Recorded data
★ ★ ★ ★

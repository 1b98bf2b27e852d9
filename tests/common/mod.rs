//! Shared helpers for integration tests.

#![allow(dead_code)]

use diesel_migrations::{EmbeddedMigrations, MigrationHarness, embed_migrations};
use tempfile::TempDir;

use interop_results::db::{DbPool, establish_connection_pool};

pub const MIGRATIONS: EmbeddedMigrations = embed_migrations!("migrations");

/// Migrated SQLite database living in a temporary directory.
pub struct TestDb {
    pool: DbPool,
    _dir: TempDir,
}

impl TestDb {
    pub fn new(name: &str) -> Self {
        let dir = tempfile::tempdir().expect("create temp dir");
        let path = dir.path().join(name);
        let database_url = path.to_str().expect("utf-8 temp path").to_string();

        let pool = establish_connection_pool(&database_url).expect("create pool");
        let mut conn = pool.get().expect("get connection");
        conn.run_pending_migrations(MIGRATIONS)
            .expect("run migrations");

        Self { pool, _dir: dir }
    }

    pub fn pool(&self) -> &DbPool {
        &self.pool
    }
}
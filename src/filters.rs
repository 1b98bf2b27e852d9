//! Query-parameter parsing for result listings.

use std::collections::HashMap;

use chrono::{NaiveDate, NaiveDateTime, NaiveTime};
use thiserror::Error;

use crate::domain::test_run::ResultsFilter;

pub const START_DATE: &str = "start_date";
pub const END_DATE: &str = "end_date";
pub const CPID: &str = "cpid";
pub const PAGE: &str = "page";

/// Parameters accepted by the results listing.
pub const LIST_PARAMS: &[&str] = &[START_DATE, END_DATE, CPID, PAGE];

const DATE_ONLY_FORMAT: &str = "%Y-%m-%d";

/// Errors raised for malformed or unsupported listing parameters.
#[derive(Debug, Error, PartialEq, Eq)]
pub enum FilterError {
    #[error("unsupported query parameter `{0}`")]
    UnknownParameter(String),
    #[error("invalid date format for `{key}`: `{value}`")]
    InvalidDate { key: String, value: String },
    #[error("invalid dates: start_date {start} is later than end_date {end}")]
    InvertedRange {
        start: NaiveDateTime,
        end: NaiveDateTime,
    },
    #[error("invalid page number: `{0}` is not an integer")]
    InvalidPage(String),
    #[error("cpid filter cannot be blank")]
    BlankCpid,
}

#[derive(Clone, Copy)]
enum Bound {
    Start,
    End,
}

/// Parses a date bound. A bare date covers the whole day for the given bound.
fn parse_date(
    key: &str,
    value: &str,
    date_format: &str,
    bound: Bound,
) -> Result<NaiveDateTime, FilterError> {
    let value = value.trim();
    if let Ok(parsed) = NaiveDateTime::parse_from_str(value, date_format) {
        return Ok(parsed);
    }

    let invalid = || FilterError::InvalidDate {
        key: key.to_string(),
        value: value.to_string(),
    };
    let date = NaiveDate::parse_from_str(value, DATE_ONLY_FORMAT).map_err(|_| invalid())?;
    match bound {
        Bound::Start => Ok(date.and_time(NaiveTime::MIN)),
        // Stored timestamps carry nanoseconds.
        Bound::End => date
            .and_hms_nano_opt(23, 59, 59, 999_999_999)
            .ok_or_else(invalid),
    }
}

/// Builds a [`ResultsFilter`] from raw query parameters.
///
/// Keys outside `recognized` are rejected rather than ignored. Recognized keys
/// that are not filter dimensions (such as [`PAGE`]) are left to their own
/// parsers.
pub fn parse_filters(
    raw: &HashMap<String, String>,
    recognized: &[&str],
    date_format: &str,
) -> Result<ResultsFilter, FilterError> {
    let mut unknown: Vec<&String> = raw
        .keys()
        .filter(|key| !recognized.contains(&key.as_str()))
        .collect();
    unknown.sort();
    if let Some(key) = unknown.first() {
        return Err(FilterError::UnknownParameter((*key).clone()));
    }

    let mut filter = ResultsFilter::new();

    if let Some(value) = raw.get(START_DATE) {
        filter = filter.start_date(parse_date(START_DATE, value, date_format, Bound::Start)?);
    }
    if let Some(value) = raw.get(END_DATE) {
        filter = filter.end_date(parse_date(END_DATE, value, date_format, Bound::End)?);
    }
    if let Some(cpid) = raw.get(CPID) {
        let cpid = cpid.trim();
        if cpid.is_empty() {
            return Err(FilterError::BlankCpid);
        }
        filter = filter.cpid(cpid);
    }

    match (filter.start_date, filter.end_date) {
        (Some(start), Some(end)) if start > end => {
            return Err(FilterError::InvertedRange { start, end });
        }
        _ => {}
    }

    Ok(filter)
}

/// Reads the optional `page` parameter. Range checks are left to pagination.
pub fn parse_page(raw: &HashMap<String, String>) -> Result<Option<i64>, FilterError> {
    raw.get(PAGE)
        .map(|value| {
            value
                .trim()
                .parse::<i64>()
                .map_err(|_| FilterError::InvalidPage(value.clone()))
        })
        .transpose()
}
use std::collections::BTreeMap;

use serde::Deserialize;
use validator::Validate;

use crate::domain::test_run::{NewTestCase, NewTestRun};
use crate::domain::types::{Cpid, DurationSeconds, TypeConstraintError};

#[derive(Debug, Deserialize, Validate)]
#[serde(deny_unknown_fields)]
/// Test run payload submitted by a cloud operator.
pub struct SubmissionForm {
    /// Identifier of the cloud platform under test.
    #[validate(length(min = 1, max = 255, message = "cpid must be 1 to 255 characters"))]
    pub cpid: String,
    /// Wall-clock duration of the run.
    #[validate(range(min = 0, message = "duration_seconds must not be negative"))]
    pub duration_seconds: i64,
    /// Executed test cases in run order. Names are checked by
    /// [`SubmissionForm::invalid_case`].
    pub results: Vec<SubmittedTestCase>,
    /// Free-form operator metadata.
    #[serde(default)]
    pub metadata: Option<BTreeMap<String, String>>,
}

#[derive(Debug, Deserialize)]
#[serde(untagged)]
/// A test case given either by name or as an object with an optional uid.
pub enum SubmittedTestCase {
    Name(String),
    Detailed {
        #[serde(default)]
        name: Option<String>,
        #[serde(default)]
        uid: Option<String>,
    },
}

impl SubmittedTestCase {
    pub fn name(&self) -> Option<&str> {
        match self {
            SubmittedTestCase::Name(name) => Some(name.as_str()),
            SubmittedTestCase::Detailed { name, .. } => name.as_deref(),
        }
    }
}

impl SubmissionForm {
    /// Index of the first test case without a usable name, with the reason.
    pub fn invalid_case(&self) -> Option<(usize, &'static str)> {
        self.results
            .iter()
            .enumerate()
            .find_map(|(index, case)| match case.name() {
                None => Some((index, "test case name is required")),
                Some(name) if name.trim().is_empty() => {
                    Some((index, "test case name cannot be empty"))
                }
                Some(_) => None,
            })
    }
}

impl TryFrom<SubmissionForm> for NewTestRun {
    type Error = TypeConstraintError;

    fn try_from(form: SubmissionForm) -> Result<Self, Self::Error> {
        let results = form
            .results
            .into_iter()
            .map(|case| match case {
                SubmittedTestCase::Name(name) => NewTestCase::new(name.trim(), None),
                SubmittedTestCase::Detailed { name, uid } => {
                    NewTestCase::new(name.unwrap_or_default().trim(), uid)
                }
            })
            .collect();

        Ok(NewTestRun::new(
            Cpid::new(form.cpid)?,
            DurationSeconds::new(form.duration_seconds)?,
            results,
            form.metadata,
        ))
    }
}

★ ★ ★ ★

WHAT IS EXPECTED
Retype each line of the data exactly as it reads.

RESPONSE FOR THIS EXERCISE
repository 1b98bf2b27e852d9
filename tests/common/mod.rs
//! Shared helpers for integration tests.

#![allow(dead_code)]

use diesel_migrations::{EmbeddedMigrations, MigrationHarness, embed_migrations};
use tempfile::TempDir;

use interop_results::db::{DbPool, establish_connection_pool};

pub const MIGRATIONS: EmbeddedMigrations = embed_migrations!("migrations");

/// Migrated SQLite database living in a temporary directory.
pub struct TestDb {
    pool: DbPool,
    _dir: TempDir,
}

impl TestDb {
    pub fn new(name: &str) -> Self {
        let dir = tempfile::tempdir().expect("create temp dir");
        let path = dir.path().join(name);
        let database_url = path.to_str().expect("utf-8 temp path").to_string();

        let pool = establish_connection_pool(&database_url).expect("create pool");
        let mut conn = pool.get().expect("get connection");
        conn.run_pending_migrations(MIGRATIONS)
            .expect("run migrations");

        Self { pool, _dir: dir }
    }

    pub fn pool(&self) -> &DbPool {
        &self.pool
    }
}
filename src/filters.rs
repository 1b98bf2b27e852d9
//! Query-parameter parsing for result listings.

use std::collections::HashMap;

use chrono::{NaiveDate, NaiveDateTime, NaiveTime};
use thiserror::Error;

use crate::domain::test_run::ResultsFilter;

pub const START_DATE: &str = "start_date";
pub const END_DATE: &str = "end_date";
pub const CPID: &str = "cpid";
pub const PAGE: &str = "page";

/// Parameters accepted by the results listing.
pub const LIST_PARAMS: &[&str] = &[START_DATE, END_DATE, CPID, PAGE];

const DATE_ONLY_FORMAT: &str = "%Y-%m-%d";

/// Errors raised for malformed or unsupported listing parameters.
#[derive(Debug, Error, PartialEq, Eq)]
pub enum FilterError {
    #[error("unsupported query parameter `{0}`")]
    UnknownParameter(String),
    #[error("invalid date format for `{key}`: `{value}`")]
    InvalidDate { key: String, value: String },
    #[error("invalid dates: start_date {start} is later than end_date {end}")]
    InvertedRange {
        start: NaiveDateTime,
        end: NaiveDateTime,
    },
    #[error("invalid page number: `{0}` is not an integer")]
    InvalidPage(String),
    #[error("cpid filter cannot be blank")]
    BlankCpid,
}

#[derive(Clone, Copy)]
enum Bound {
    Start,
    End,
}

/// Parses a date bound. A bare date covers the whole day for the given bound.
fn parse_date(
    key: &str,
    value: &str,
    date_format: &str,
    bound: Bound,
) -> Result<NaiveDateTime, FilterError> {
    let value = value.trim();
    if let Ok(parsed) = NaiveDateTime::parse_from_str(value, date_format) {
        return Ok(parsed);
    }

    let invalid = || FilterError::InvalidDate {
        key: key.to_string(),
        value: value.to_string(),
    };
    let date = NaiveDate::parse_from_str(value, DATE_ONLY_FORMAT).map_err(|_| invalid())?;
    match bound {
        Bound::Start => Ok(date.and_time(NaiveTime::MIN)),
        // Stored timestamps carry nanoseconds.
        Bound::End => date
            .and_hms_nano_opt(23, 59, 59, 999_999_999)
            .ok_or_else(invalid),
    }
}

/// Builds a [`ResultsFilter`] from raw query parameters.
///
/// Keys outside `recognized` are rejected rather than ignored. Recognized keys
/// that are not filter dimensions (such as [`PAGE`]) are left to their own
/// parsers.
pub fn parse_filters(
    raw: &HashMap<String, String>,
    recognized: &[&str],
    date_format: &str,
) -> Result<ResultsFilter, FilterError> {
    let mut unknown: Vec<&String> = raw
        .keys()
        .filter(|key| !recognized.contains(&key.as_str()))
        .collect();
    unknown.sort();
    if let Some(key) = unknown.first() {
        return Err(FilterError::UnknownParameter((*key).clone()));
    }

    let mut filter = ResultsFilter::new();

    if let Some(value) = raw.get(START_DATE) {
        filter = filter.start_date(parse_date(START_DATE, value, date_format, Bound::Start)?);
    }
    if let Some(value) = raw.get(END_DATE) {
        filter = filter.end_date(parse_date(END_DATE, value, date_format, Bound::End)?);
    }
    if let Some(cpid) = raw.get(CPID) {
        let cpid = cpid.trim();
        if cpid.is_empty() {
            return Err(FilterError::BlankCpid);
        }
        filter = filter.cpid(cpid);
    }

    match (filter.start_date, filter.end_date) {
        (Some(start), Some(end)) if start > end => {
            return Err(FilterError::InvertedRange { start, end });
        }
        _ => {}
    }

    Ok(filter)
}

/// Reads the optional `page` parameter. Range checks are left to pagination.
pub fn parse_page(raw: &HashMap<String, String>) -> Result<Option<i64>, FilterError> {
    raw.get(PAGE)
        .map(|value| {
            value
                .trim()
                .parse::<i64>()
                .map_err(|_| FilterError::InvalidPage(value.clone()))
        })
        .transpose()
}
use std::collections::BTreeMap;

use serde::Deserialize;
use validator::Validate;

use crate::domain::test_run::{NewTestCase, NewTestRun};
use crate::domain::types::{Cpid, DurationSeconds, TypeConstraintError};

#[derive(Debug, Deserialize, Validate)]
#[serde(deny_unknown_fields)]
/// Test run payload submitted by a cloud operator.
pub struct SubmissionForm {
    /// Identifier of the cloud platform under test.
    #[validate(length(min = 1, max = 255, message = "cpid must be 1 to 255 characters"))]
    pub cpid: String,
    /// Wall-clock duration of the run.
    #[validate(range(min = 0, message = "duration_seconds must not be negative"))]
    pub duration_seconds: i64,
    /// Executed test cases in run order. Names are checked by
    /// [`SubmissionForm::invalid_case`].
    pub results: Vec<SubmittedTestCase>,
    /// Free-form operator metadata.
    #[serde(default)]
    pub metadata: Option<BTreeMap<String, String>>,
}

#[derive(Debug, Deserialize)]
#[serde(untagged)]
/// A test case given either by name or as an object with an optional uid.
pub enum SubmittedTestCase {
    Name(String),
    Detailed {
        #[serde(default)]
        name: Option<String>,
        #[serde(default)]
        uid: Option<String>,
    },
}

impl SubmittedTestCase {
    pub fn name(&self) -> Option<&str> {
        match self {
            SubmittedTestCase::Name(name) => Some(name.as_str()),
            SubmittedTestCase::Detailed { name, .. } => name.as_deref(),
        }
    }
}

impl SubmissionForm {
    /// Index of the first test case without a usable name, with the reason.
    pub fn invalid_case(&self) -> Option<(usize, &'static str)> {
        self.results
            .iter()
            .enumerate()
            .find_map(|(index, case)| match case.name() {
                None => Some((index, "test case name is required")),
                Some(name) if name.trim().is_empty() => {
                    Some((index, "test case name cannot be empty"))
                }
                Some(_) => None,
            })
    }
}

impl TryFrom<SubmissionForm> for NewTestRun {
    type Error = TypeConstraintError;

    fn try_from(form: SubmissionForm) -> Result<Self, Self::Error> {
        let results = form
            .results
            .into_iter()
            .map(|case| match case {
                SubmittedTestCase::Name(name) => NewTestCase::new(name.trim(), None),
                SubmittedTestCase::Detailed { name, uid } => {
                    NewTestCase::new(name.unwrap_or_default().trim(), uid)
                }
            })
            .collect();

        Ok(NewTestRun::new(
            Cpid::new(form.cpid)?,
            DurationSeconds::new(form.duration_seconds)?,
            results,
            form.metadata,
        ))
    }
}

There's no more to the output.